▶ Items from a dataset:
- Opening Delimiter -

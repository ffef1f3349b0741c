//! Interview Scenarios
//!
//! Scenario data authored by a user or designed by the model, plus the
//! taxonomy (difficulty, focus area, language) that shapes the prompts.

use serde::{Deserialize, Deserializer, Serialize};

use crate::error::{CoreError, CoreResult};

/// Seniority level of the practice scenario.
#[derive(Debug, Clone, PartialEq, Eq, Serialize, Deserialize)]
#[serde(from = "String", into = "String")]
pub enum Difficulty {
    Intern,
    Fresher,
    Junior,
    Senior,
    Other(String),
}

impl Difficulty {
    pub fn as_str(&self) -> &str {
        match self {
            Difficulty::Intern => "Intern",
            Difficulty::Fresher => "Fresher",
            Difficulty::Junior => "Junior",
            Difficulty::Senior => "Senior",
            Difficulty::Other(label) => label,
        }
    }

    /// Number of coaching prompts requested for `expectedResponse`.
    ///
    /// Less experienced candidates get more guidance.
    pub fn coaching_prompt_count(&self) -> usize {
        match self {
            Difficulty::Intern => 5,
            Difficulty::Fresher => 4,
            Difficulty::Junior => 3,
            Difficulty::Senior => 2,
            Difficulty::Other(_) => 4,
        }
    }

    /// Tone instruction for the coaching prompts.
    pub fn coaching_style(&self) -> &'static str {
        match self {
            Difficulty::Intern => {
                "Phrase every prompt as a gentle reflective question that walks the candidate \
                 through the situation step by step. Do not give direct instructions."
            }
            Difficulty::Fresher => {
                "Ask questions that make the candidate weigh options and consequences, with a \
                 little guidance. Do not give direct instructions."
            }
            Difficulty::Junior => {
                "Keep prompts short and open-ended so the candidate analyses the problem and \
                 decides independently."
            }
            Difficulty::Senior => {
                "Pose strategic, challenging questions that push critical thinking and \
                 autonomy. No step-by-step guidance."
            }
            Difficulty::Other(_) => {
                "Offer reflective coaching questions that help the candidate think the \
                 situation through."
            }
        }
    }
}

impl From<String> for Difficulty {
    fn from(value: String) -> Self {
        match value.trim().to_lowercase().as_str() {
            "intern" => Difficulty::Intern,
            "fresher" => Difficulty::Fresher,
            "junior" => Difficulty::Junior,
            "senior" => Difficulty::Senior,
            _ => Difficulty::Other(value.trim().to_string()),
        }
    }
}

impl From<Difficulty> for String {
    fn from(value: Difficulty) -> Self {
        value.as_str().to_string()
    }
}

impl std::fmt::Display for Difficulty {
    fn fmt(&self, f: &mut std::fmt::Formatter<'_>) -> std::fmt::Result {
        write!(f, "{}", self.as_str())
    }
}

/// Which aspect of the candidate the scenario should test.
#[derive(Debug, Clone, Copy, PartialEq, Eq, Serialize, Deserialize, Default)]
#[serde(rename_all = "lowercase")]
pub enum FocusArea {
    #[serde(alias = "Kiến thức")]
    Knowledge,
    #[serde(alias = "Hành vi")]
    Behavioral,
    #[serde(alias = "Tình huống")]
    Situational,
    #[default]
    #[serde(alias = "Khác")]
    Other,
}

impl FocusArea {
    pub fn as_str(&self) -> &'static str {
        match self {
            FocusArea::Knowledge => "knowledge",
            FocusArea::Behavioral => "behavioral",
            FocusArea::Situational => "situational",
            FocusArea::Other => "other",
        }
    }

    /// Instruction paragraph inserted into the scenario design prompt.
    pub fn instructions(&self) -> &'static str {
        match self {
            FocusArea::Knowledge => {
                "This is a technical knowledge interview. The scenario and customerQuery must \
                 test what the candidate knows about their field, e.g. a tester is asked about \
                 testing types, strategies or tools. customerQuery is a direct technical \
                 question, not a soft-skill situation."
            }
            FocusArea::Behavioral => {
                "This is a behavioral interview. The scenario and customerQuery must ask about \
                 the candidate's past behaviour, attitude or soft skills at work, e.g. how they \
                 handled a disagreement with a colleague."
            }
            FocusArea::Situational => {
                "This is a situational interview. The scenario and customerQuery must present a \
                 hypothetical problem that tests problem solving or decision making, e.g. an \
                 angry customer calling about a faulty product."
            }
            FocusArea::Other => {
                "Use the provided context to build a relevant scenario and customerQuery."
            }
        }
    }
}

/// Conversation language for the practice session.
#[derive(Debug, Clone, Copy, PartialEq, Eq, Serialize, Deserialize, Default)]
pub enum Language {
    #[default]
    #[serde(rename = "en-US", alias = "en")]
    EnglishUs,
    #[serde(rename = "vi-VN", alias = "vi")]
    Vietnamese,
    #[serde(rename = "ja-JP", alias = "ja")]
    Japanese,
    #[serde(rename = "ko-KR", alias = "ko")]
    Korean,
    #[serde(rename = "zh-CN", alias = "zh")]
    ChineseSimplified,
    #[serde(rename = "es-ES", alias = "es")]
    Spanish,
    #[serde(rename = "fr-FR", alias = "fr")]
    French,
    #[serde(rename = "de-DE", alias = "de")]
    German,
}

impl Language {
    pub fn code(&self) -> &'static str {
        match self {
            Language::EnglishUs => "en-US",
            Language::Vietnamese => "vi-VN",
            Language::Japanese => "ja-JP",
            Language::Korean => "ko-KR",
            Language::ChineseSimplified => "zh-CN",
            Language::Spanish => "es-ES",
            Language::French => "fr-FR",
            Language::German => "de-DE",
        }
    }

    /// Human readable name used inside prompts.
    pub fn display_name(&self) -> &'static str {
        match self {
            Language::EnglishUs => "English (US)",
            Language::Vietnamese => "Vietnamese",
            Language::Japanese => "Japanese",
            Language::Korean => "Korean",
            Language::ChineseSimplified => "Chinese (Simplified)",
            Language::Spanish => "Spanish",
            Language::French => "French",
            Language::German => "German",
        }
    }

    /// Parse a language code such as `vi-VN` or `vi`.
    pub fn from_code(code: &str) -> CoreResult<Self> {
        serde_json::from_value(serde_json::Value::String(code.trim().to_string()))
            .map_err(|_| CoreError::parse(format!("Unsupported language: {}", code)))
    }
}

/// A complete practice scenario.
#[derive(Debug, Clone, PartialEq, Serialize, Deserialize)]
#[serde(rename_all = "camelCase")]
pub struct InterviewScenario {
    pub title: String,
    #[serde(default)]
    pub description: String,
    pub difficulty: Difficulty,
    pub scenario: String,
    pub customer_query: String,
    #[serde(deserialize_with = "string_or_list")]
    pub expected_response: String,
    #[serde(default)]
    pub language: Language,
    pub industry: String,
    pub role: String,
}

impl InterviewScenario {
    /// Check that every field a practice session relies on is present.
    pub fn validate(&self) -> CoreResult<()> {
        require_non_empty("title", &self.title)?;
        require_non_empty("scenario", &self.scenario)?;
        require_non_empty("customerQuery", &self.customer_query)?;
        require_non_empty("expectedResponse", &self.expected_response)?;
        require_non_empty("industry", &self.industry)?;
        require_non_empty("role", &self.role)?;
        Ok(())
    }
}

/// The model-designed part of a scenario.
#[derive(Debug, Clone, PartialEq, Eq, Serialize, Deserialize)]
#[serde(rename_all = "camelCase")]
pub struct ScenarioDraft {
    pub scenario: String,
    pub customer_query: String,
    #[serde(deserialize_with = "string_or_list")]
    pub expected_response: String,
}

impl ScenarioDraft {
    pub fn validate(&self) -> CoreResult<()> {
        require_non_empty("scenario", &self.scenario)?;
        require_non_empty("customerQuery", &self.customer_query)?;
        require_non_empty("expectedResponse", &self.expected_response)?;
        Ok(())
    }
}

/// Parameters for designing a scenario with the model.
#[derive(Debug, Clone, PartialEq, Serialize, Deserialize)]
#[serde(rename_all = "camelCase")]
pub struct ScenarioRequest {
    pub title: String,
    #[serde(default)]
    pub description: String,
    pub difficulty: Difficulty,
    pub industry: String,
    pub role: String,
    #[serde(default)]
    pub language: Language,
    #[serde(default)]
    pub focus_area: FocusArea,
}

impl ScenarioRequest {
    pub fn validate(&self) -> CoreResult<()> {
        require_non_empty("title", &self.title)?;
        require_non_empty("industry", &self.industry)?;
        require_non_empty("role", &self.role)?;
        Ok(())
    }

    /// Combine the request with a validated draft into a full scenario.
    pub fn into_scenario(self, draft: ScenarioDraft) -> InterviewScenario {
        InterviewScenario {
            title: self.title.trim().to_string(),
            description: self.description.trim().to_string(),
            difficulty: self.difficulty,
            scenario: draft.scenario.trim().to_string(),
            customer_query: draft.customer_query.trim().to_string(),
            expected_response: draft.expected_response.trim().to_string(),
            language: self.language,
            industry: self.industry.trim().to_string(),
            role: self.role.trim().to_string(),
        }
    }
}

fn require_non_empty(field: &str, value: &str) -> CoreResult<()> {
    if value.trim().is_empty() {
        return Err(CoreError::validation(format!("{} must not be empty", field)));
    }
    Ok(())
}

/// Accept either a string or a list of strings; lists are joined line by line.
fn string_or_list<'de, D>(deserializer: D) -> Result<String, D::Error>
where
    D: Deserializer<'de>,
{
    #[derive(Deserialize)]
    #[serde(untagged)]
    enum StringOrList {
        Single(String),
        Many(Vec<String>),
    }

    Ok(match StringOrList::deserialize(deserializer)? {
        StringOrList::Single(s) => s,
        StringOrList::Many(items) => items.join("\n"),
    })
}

- Closing Delimiter -

▶ Assignment: When the records above are checked line by line, how many lines contain the word "soft"? Please give only that number.

▶ Reply: 2